• _WHAT YOU NEED TO DO_
Output each line of the data word for word, from the first through the line that holds "its message payload.", and leave off whatever follows.

• _RECORDS_
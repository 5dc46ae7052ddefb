//! Error types for the contextvcs crate.
//!
//! This module defines a unified error enumeration used across the content
//! model, storage repositories, the commit engine, the compiler, and the
//! branch/merge/compression/gc operations. It integrates with `thiserror` to
//! provide rich `Display` implementations and error source chaining.
//!
//! Notes:
//! - Each variant carries contextual details via its message payload.
//! - Storage-layer integrity failures surface through `#[from]` conversions
//!   rather than being swallowed.

use thiserror::Error;

/// A single classified merge conflict, part of [`TraceError::MergeConflict`].
#[derive(Debug, Clone, PartialEq, Eq)]
pub struct ConflictItem {
    /// What kind of conflict this is (e.g. `"edit_target"`, `"reply_to"`, `"pinned_range"`).
    pub kind: String,
    /// Commit hash on the current branch involved in the conflict.
    pub ours: String,
    /// Commit hash on the source branch involved in the conflict.
    pub theirs: String,
}

#[derive(Error, Debug)]
/// Unified error enumeration for the contextvcs library.
pub enum TraceError {
    /// Payload failed structural validation for its content type.
    #[error("validation failed for content type `{0}`: {1}")]
    ValidationError(String, String),

    /// A custom content type tag was used without being registered.
    #[error("unknown content type `{0}`")]
    UnknownContentType(String),

    /// A referenced commit, ref, blob, annotation, or event does not exist.
    #[error("not found: {0}")]
    NotFound(String),

    /// A commit would push the compiled context over its configured token budget.
    #[error("token budget exceeded: {compiled} tokens > limit {limit}")]
    BudgetExceeded {
        /// Token count of the context that would result from the commit.
        compiled: usize,
        /// The configured maximum.
        limit: usize,
    },

    /// A three-way merge could not be resolved automatically.
    #[error("merge conflict: {0:?}")]
    MergeConflict(Vec<ConflictItem>),

    /// The tract is in detached-HEAD state and the requested operation requires a branch.
    #[error("operation requires an active branch; tract is in detached HEAD state")]
    DetachedHead,

    /// An LLM-invoking operation was requested without a configured client, or with
    /// parameters that cannot be resolved (e.g. called from within a batch scope).
    #[error("LLM configuration error: {0}")]
    LLMConfigError(String),

    /// A compression or rebase range does not lie on the first-parent chain.
    #[error("invalid range: {0}")]
    InvalidRange(String),

    /// I/O error from the underlying filesystem.
    #[error("IO error: {0}")]
    IOError(#[from] std::io::Error),

    /// Database error from the storage backend.
    #[error("storage error: {0}")]
    StorageError(#[from] sea_orm::DbErr),

    /// JSON (de)serialization error.
    #[error("serialization error: {0}")]
    SerializationError(#[from] serde_json::Error),

    /// Generic catch-all for failures that do not fit a named variant above,
    /// such as a schema-version mismatch on open.
    #[error("{0}")]
    CustomError(String),
}

impl TraceError {
    pub fn not_found(kind: &str, id: impl std::fmt::Display) -> Self {
        TraceError::NotFound(format!("{kind} `{id}`"))
    }

    pub fn validation(content_type: impl Into<String>, reason: impl Into<String>) -> Self {
        TraceError::ValidationError(content_type.into(), reason.into())
    }
}
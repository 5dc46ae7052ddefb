//! The batch scope: a scoped, deferred-write boundary. While open,
//! `create_commit`/`annotate`/ref updates are buffered in memory; `commit()`
//! replays them atomically, and dropping the scope without calling it
//! discards everything. Modeled on an "acquire on construction, restore on
//! `Drop`" scoped-resource idiom, generalized from a thread-local restore to
//! a deferred-write flush.

use chrono::Utc;
use serde_json::Value;
use uuid::Uuid;

use crate::content::ContentPayload;
use crate::errors::TraceError;
use crate::hash::TraceHash;
use crate::llm::LLMConfig;
use crate::model::commit::Operation;
use crate::model::{Commit, Priority};
use crate::storage::PendingWrite;

use super::CommitEngine;

pub struct BatchScope<'a> {
    engine: &'a CommitEngine,
    pending: Vec<PendingWrite>,
    finished: bool,
}

impl<'a> BatchScope<'a> {
    pub(crate) fn new(engine: &'a CommitEngine) -> Self {
        Self {
            engine,
            pending: Vec::new(),
            finished: false,
        }
    }

    #[allow(clippy::too_many_arguments)]
    pub async fn create_commit(
        &mut self,
        tract_id: Uuid,
        content: ContentPayload,
        operation: Operation,
        parent_hash: Option<TraceHash>,
        message: Option<String>,
        reply_to: Option<TraceHash>,
        edit_target: Option<TraceHash>,
        metadata: Value,
        generation_config: Option<LLMConfig>,
    ) -> Result<Commit, TraceError> {
        let (commit, bytes) = self
            .engine
            .prepare_commit(
                tract_id,
                content,
                operation,
                parent_hash,
                message,
                reply_to,
                edit_target,
                metadata,
                generation_config,
            )
            .await?;
        self.pending.push(PendingWrite::Blob {
            content_hash: commit.content_hash,
            bytes,
        });
        self.pending.push(PendingWrite::Commit(Box::new(commit.clone())));
        Ok(commit)
    }

    pub fn annotate(&mut self, target_hash: TraceHash, priority: Priority, reason: Option<String>) {
        self.pending.push(PendingWrite::Annotation {
            target_hash,
            priority,
            reason,
            created_at: Utc::now().naive_utc(),
        });
    }

    pub fn set_ref(&mut self, tract_id: Uuid, ref_name: String, commit_hash: TraceHash) {
        self.pending.push(PendingWrite::RefSet {
            tract_id,
            ref_name,
            commit_hash,
        });
    }

    pub fn pending_len(&self) -> usize {
        self.pending.len()
    }

    /// Flush every deferred write atomically. LLM-invoking operations are
    /// never buffered here — the engine rejects them outright while a batch
    /// is open, since they cannot be replayed or rolled back.
    pub async fn commit(mut self) -> Result<(), TraceError> {
        let ops = std::mem::take(&mut self.pending);
        self.finished = true;
        self.engine.store().execute_batch(ops).await
    }
}

impl Drop for BatchScope<'_> {
    fn drop(&mut self) {
        if !self.finished && !self.pending.is_empty() {
            tracing::debug!(
                discarded = self.pending.len(),
                "batch scope dropped without commit; deferred writes discarded"
            );
        }
    }
}
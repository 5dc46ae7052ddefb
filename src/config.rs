//! Per-tract configuration: the token budget policy and the content-type
//! registry extensions a host installs before opening a [`crate::tract::Tract`].

use crate::content::ContentTypeRegistry;
use crate::engine::{BudgetMode, TokenBudgetConfig};
use crate::llm::LLMConfig;

/// Bundled configuration passed to [`crate::tract::Tract::open`]. Carries no
/// encoding selector of its own — a tokenizer is injected directly as an
/// `Arc<dyn TokenCounter>` — since the encoding choice is a construction-time
/// dependency, not a tunable the store needs to persist.
#[derive(Clone)]
pub struct TractConfig {
    pub token_budget: TokenBudgetConfig,
    /// Applied to a commit's `generation_config` when the caller supplies
    /// `None` and the commit is not an `EDIT` inheriting its target's config.
    pub default_generation_config: Option<LLMConfig>,
    pub registry: ContentTypeRegistry,
}

impl Default for TractConfig {
    fn default() -> Self {
        Self {
            token_budget: TokenBudgetConfig::default(),
            default_generation_config: None,
            registry: ContentTypeRegistry::new(),
        }
    }
}

impl TractConfig {
    pub fn with_max_tokens(mut self, max_tokens: usize, mode: BudgetMode) -> Self {
        self.token_budget = TokenBudgetConfig {
            max_tokens: Some(max_tokens),
            mode,
        };
        self
    }

    pub fn with_default_generation_config(mut self, config: LLMConfig) -> Self {
        self.default_generation_config = Some(config);
        self
    }

    pub fn register_content_type(
        &mut self,
        tag: impl Into<String>,
        validator: impl Fn(&serde_json::Value) -> Result<(), String> + Send + Sync + 'static,
    ) {
        self.registry.register(tag, validator);
    }
}

#[cfg(test)]
mod tests {
    use super::*;

    #[test]
    fn default_config_has_no_budget_ceiling() {
        let config = TractConfig::default();
        assert!(config.token_budget.max_tokens.is_none());
    }

    #[test]
    fn register_content_type_extends_registry() {
        let mut config = TractConfig::default();
        config.register_content_type("widget", |_| Ok(()));
        assert!(config.registry.is_registered("widget"));
    }
}
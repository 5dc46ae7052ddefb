//! The LLM client contract. The concrete client (request signing,
//! retries, provider SDKs) lives outside this crate; this trait is the seam
//! the commit engine and operations (merge/compress/collapse) call through.

use async_trait::async_trait;
use serde_json::Value;

use crate::errors::TraceError;
use crate::llm::LLMConfig;

/// Normalized usage reported by the provider for one call.
#[derive(Debug, Clone, Copy, PartialEq, Eq)]
pub struct Usage {
    pub prompt_tokens: u64,
    pub completion_tokens: u64,
}

/// A chat completion response. `model` is authoritative: callers overwrite
/// the requested model on the resulting commit's `generation_config` with
/// whatever the provider actually reports having used.
#[derive(Debug, Clone)]
pub struct ChatResponse {
    pub text: String,
    pub model: String,
    pub usage: Option<Usage>,
    pub raw: Value,
}

/// One chat-style message sent to the client, already aggregated and
/// role-resolved by the compiler.
#[derive(Debug, Clone)]
pub struct ChatMessage {
    pub role: crate::content::Role,
    pub text: String,
}

/// Object-safe LLM client contract. Implementations live outside this crate;
/// the engine only ever calls through this trait.
#[async_trait]
pub trait LlmClient: Send + Sync {
    async fn chat(
        &self,
        messages: &[ChatMessage],
        config: &LLMConfig,
    ) -> Result<ChatResponse, TraceError>;
}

• _TASK ANSWER_
repository 5dc46ae7052ddefb
//! Error types for the contextvcs crate.
//!
//! This module defines a unified error enumeration used across the content
//! model, storage repositories, the commit engine, the compiler, and the
//! branch/merge/compression/gc operations. It integrates with `thiserror` to
//! provide rich `Display` implementations and error source chaining.
//!
//! Notes:
//! - Each variant carries contextual details via its message payload.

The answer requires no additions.